C2_W1 Question about BERT Embeddings

In the C2_W1 video called ‘BERT: Example,’ there is a slide called ‘BERT Embeddings.’

I’ve completed quite a few courses in machine learning, deep learning, TensorFlow, and PyTorch, etc., but I still didn’t understand the presenter’s explanation of this graphic. Could someone please explain where the numbers shown in the graphic came from?
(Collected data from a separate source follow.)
//! 全局错误类型定义

use thiserror::Error;
use regex::Error as RegexError;
use serde_json::Error as SerdeJsonError;
use std::io::Error as IoError;
use url::ParseError as UrlParseError;

#[derive(Error, Debug)]
pub enum AutoCloseError {
    // 模式编译相关错误
    #[error("未知的通配模式：{0}")]
    InvalidMode(String),
    #[error("正则编译失败：{0}")]
    RegexCompileError(#[from] RegexError),

    // 规则存储相关错误
    #[error("规则存储失败：{0}")]
    ConfigStoreError(String),
    #[error("MessagePack序列化/反序列化失败：{0}")]
    MsgPackError(String),

    // 会话相关错误
    #[error("内容探测不可用：{0}")]
    ProbeUnavailable(String),
    #[error("遮罩注入失败：{0}")]
    InjectionFailed(String),
    #[error("关闭会话失败：{0}")]
    RemovalFailed(String),
    #[error("消息通道已关闭：{0}")]
    ChannelClosed(String),

    // 网络相关错误
    #[error("网络请求失败：{0}")]
    HttpError(#[from] reqwest::Error),

    // 序列化/反序列化错误
    #[error("JSON解析失败：{0}")]
    JsonError(#[from] SerdeJsonError),

    // 基础错误
    #[error("IO操作失败：{0}")]
    IoError(#[from] IoError),
    #[error("URL解析失败：{0}")]
    UrlError(#[from] UrlParseError),
    #[error("无效输入：{0}")]
    InvalidInput(String),
}

// 全局Result类型
pub type AcResult<T> = Result<T, AutoCloseError>;
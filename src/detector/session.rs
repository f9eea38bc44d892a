//! 会话（浏览器标签页）模型

use std::fmt;

use serde::{Deserialize, Serialize};

/// 会话ID，会话存活期间保持不变
#[derive(Debug, Clone, Copy, PartialEq, Eq, Hash, PartialOrd, Ord, Serialize, Deserialize)]
#[serde(transparent)]
pub struct SessionId(pub u64);

impl fmt::Display for SessionId {
    fn fmt(&self, f: &mut fmt::Formatter<'_>) -> fmt::Result {
        write!(f, "#{}", self.0)
    }
}

/// 加载状态
#[derive(Debug, Clone, Copy, PartialEq, Eq, Serialize, Deserialize)]
#[serde(rename_all = "lowercase")]
pub enum SessionStatus {
    Loading,
    Complete,
}

/// 会话快照
#[derive(Debug, Clone, PartialEq, Eq, Serialize, Deserialize)]
pub struct Session {
    pub id: SessionId,
    pub url: String,
    pub title: String,
    pub status: SessionStatus,
}

impl Session {
    /// 创建已加载完成的会话
    pub fn complete(id: u64, url: impl Into<String>, title: impl Into<String>) -> Self {
        Self {
            id: SessionId(id),
            url: url.into(),
            title: title.into(),
            status: SessionStatus::Complete,
        }
    }

    pub fn is_complete(&self) -> bool {
        self.status == SessionStatus::Complete
    }
}
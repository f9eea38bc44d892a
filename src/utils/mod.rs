pub mod wait_spec;

pub use self::wait_spec::{WaitSpec, WaitUnit};
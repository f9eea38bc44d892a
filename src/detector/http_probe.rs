//! HTTP 内容探测器
//! 重新请求会话的 URL，提取可见文本后执行匹配。
//! 只能近似页面的实时内容，适合命令行检查和无浏览器宿主的场景。

use std::time::Duration;

use async_trait::async_trait;
use reqwest::Client;
use tracing::{debug, warn};
use url::Url;

use super::probe::{ContentProbe, ProbeRequest};
use super::session::Session;
use crate::config::GlobalConfig;
use crate::error::{AcResult, AutoCloseError};
use crate::extractor::TextExtractor;

#[derive(Debug, Clone)]
pub struct HttpContentProbe {
    client: Client,
}

impl HttpContentProbe {
    pub fn new(config: &GlobalConfig) -> AcResult<Self> {
        let client = Client::builder()
            .timeout(Duration::from_secs(config.probe_timeout))
            .build()?;
        Ok(Self { client })
    }

    /// 拉取页面并提取可见文本
    pub async fn fetch_text(&self, raw_url: &str) -> AcResult<String> {
        let url = Url::parse(raw_url)?;
        if !matches!(url.scheme(), "http" | "https") {
            return Err(AutoCloseError::ProbeUnavailable(format!("不支持的协议：{}", url.scheme())));
        }

        let response = self.client.get(url).send().await?.error_for_status()?;
        let body = response.text().await?;
        Ok(TextExtractor::visible_text(&body))
    }
}

#[async_trait]
impl ContentProbe for HttpContentProbe {
    async fn probe(&self, session: &Session, request: &ProbeRequest) -> Option<bool> {
        let text = match self.fetch_text(&session.url).await {
            Ok(text) => text,
            Err(e) => {
                warn!(session = %session.id, url = %session.url, "页面内容拉取失败：{}", e);
                return None;
            }
        };
        debug!(session = %session.id, chars = text.len(), "页面内容拉取成功");

        request.test(&text).ok()
    }
}

#[cfg(test)]
mod tests {
    use super::*;
    use crate::compiler::{GlobMode, PatternCompiler};

    #[tokio::test]
    async fn test_non_http_sessions_are_unavailable() {
        let probe = HttpContentProbe::new(&GlobalConfig::default()).unwrap();
        let request = PatternCompiler::compile("x", GlobMode::TextHas).unwrap().to_probe_request();

        let session = Session::complete(1, "chrome://settings", "Settings");
        assert_eq!(probe.probe(&session, &request).await, None);

        let session = Session::complete(2, "not a url", "Broken");
        assert_eq!(probe.probe(&session, &request).await, None);
    }
}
I understand the ‘Raw Input’ part (at the bottom of the slide), and the ‘Word Piece Tokenization’ annotation (2nd row up), but after that, I don’t understand the speaker’s explanation. Some specific questions I have include:

What is represented by the blue thing with dimensions (1, 4, 768)? Earlier in the video, the speaker said, “Word Piece Tokenization is a technique that is used to segment words into sub-words and is based on pre-trained models with the dimension of 768,” but that’s not the same as (1, 4, 768). What is in each element of this array, and where did it come from? What are the pre-trained models she is referring to? Are we simply leveraging the embeddings the BERT inventors produced when their model was invented?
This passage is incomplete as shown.